Creating a Financial Legacy for Only $100 a Year - 2025 Update

As a grandparent, one of my wishes is to help my granddaughter gain confidence in financial planning and investing at an early age. When my granddaughter Elsie turned eight, I decided to set up a custodial account and gift $100 on her birthday to invest in the stock market. This annual gift will continue until she reaches adulthood when the custodial account automatically reverts to her control. Every year as Elsie grows older, I educate her on more and more sophisticated financial concepts. These birthday gifts have now been made over six birthdays. Here is an update on what she has learned so far:
Age Eight – The goal during this first year was to introduce the concept of stock ownership. Elsie was asked to pick two companies she would like to own. Not surprisingly, she picked Disney as her first choice and Apple as her second choice. I purchased $50 of each stock. Also, I printed and framed replica stock certificates for these first purchases.
Age Nine – The goal during the second year was to introduce the notion that stock prices can go up or down over time. Fortunately, Elsie made an investment gain during the first year. Elsie was also excited to realize she was earning dividends from stock ownership. In year two she picked two new stocks to own – Target and Gap.
Age Ten – For this third year, I graphed the price movement of each of the stocks Elsie owned, introducing the actual dollar and percentage gain or loss of each stock. She had stocks with both gains and losses – so I also included smiley, neutral and sad faces as appropriate on the graphs. I also included a graph of the S&P500 index and its percentage gain during the prior two years. I asked Elsie to invest in a S&P 500 ETF with a portion of her annual gift. Based on their poor performance, she sold Gap and purchased Roblox.
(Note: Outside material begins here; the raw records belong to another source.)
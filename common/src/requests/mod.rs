use serde::{Deserialize, Serialize};

use crate::model::component::Component;
use crate::model::review::Review;
use crate::model::user::User;

/// `?id=` query parameter used by every component endpoint.
#[derive(Debug, Clone, Serialize, Deserialize)]
pub struct IdQuery {
    pub id: String,
}

/// Response of `GET get-component`. The field name is plural for historical
/// reasons; it holds a single component or `null`.
#[derive(Debug, Clone, Serialize, Deserialize)]
pub struct GetComponentResponse {
    #[serde(default)]
    pub components: Option<Component>,
}

/// Response of `GET get-components`.
#[derive(Debug, Clone, Default, Serialize, Deserialize)]
pub struct ListComponentsResponse {
    #[serde(default)]
    pub components: Vec<Component>,
}

/// Body of `POST create-review`.
///
/// `rating` is `None` when the typed text did not start with a number; it is
/// serialized as `null` and left for the server to reject.
#[derive(Debug, Clone, PartialEq, Serialize, Deserialize)]
pub struct CreateReviewRequest {
    pub comment: String,
    pub rating: Option<i64>,
}

/// Response of `POST create-review`. Validation failures are reported through
/// `success: false`, not through the HTTP status.
#[derive(Debug, Clone, Serialize, Deserialize)]
pub struct CreateReviewResponse {
    pub success: bool,
    #[serde(default, skip_serializing_if = "Option::is_none")]
    pub message: Option<String>,
    #[serde(default, skip_serializing_if = "Option::is_none")]
    pub review: Option<Review>,
}

/// Response of `GET get-reviews`.
#[derive(Debug, Clone, Default, Serialize, Deserialize)]
pub struct ListReviewsResponse {
    #[serde(default)]
    pub reviews: Vec<Review>,
}

/// Response of `GET /api/user/me`.
#[derive(Debug, Clone, Default, Serialize, Deserialize)]
pub struct CurrentUserResponse {
    #[serde(default)]
    pub user: Option<User>,
}

/// Generic acknowledgement returned by mutating endpoints and by errors.
#[derive(Debug, Clone, Serialize, Deserialize)]
pub struct Ack {
    pub success: bool,
    #[serde(default, skip_serializing_if = "Option::is_none")]
    pub message: Option<String>,
}

#[cfg(test)]
mod tests {
    use super::*;

    #[test]
    fn non_numeric_rating_is_sent_as_null() {
        let body = CreateReviewRequest {
            comment: "neat".to_string(),
            rating: None,
        };
        assert_eq!(
            serde_json::to_string(&body).unwrap(),
            r#"{"comment":"neat","rating":null}"#
        );
    }

    #[test]
    fn null_component_reads_as_none() {
        let response: GetComponentResponse =
            serde_json::from_str(r#"{ "components": null }"#).unwrap();
        assert!(response.components.is_none());
    }
}
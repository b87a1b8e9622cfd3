//! Component detail page: root module wiring the Yew `Component` implementation
//! with submodules for state, update logic, side effects and view rendering.
//!
//! Responsibilities
//! - On creation, request the viewer identity and load the entry named by the route.
//! - Reload whenever the route identifier changes.
//! - Delegate every message to `update::update` and execute the returned commands.

use yew::prelude::*;

mod commands;
mod dialogs;
mod effects;
mod helpers;
mod messages;
mod props;
mod state;
mod update;
mod view;

use commands::Command;
pub use messages::Msg;
pub use props::ComponentDetailProps;
pub use state::ComponentDetail;

impl yew::Component for ComponentDetail {
    type Message = Msg;
    type Properties = ComponentDetailProps;

    fn create(ctx: &Context<Self>) -> Self {
        let mut page = ComponentDetail::new(ctx.props().component_id.clone());
        let mut commands = vec![Command::FetchUser];
        update::update(&mut page, Msg::Load, &mut commands);
        effects::run(commands, ctx.link());
        page
    }

    fn update(&mut self, ctx: &Context<Self>, msg: Self::Message) -> bool {
        let mut commands = Vec::new();
        let rerender = update::update(self, msg, &mut commands);
        effects::run(commands, ctx.link());
        rerender
    }

    fn changed(&mut self, ctx: &Context<Self>, _old_props: &Self::Properties) -> bool {
        let mut commands = Vec::new();
        let msg = Msg::RouteChanged(ctx.props().component_id.clone());
        let rerender = update::update(self, msg, &mut commands);
        effects::run(commands, ctx.link());
        rerender
    }

    fn view(&self, ctx: &Context<Self>) -> Html {
        view::view(self, ctx)
    }
}
pub mod api;
pub mod model;
pub mod requests;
Age Eleven – For this year, I calculated the annual and total gains and losses for each stock and the S&P 500 index. As expected, the S&P 500 ETF showed up in the middle of the pack, demonstrating its ability to average gains and losses across many stocks. While this index ETF reduces the risk from poor performing stocks, it also misses the upside potential from owning very high-performance stocks. Roblox and Apple performed much better than the S&P 500 while Disney and Target performed considerably worse. Elsie learned that owning great and truly beloved companies (like Disney) does not guarantee great stock performance. Elsie chose to invest more in her winners: Roblox and Apple. Finally, I included a graph from Stocks for the Long Run by Jeremy Siegel showing the performance of stocks, bonds, treasury bills and gold over the last 200 years. Stocks won hands down.
Age Twelve – Elsie readily admits that investing in stocks is not her lifelong passion. She would prefer Taylor Swift, playing a cello in orchestra and sleepovers with her friends. While she appreciates my efforts to teach her something that is important to me, I can only engage her in investing once per year – unless she chooses to engage me! Elsie really enjoys math, so this year I included information on how to determine the “fair value” of a stock. We discussed the impact of earnings, pace of growth in earnings, price/earnings ratio and dividends. We reviewed this information for each of her current stocks. This was a bit too abstract. What I realized is that we could use the stock evaluations of investment advisory reports as a proxy to help “value” a stock. I printed out a Schwab report on Apple. In this year’s review, Elsie appreciated the value of investing in the S&P500 ETF (an exchange-traded fund that invests in 500 large capitalization stocks) rather than individual stocks. She threw a surprise at me. She wanted to invest half of this year’s $100 in a growth-focused ETF, and the other half in the S&P500 ETF.
Age Thirteen – As Elsie edges closer to college, I wanted her to become aware of how ETF’s fit into her college fund. We reviewed the current allocation of stocks and bonds in her College Enrollment Year 2030 Fund. This college fund currently has 52% invested in US-and-International stock index funds, and 48% in US-and-International bond index funds. I also showed her a graph of the anticipated changes in the allocation of stocks and bonds in this fund from age one (90% stock/10% bond) until she turns twenty (100% money market). We discussed why it is important to reduce risk in this fund as Elsie is getting closer and closer to needing resources for college. Elsie decided to invest this year’s $100 in the S&P500 ETF and Apple, even though Roblox had over a 150% gain in the prior year.
Next year – Elsie and I are going to discuss how to structure a financial portfolio around a specific goal. So far, the focus of investing has been on gaining experience with stocks and ETFs. It’s really hard to decide on what to invest in if you don’t have a goal for these funds. So, I asked Elsie to think about what goal she wants to achieve with these funds in the future.
Learning about financial planning is not a one-and-done process. Rather, it is a gradual process of introducing new information and concepts as each young adult matures. So, consider creating a financial legacy through these annual gifts to each of your grandchildren.
All for just $100 per year. What a spectacular legacy gift!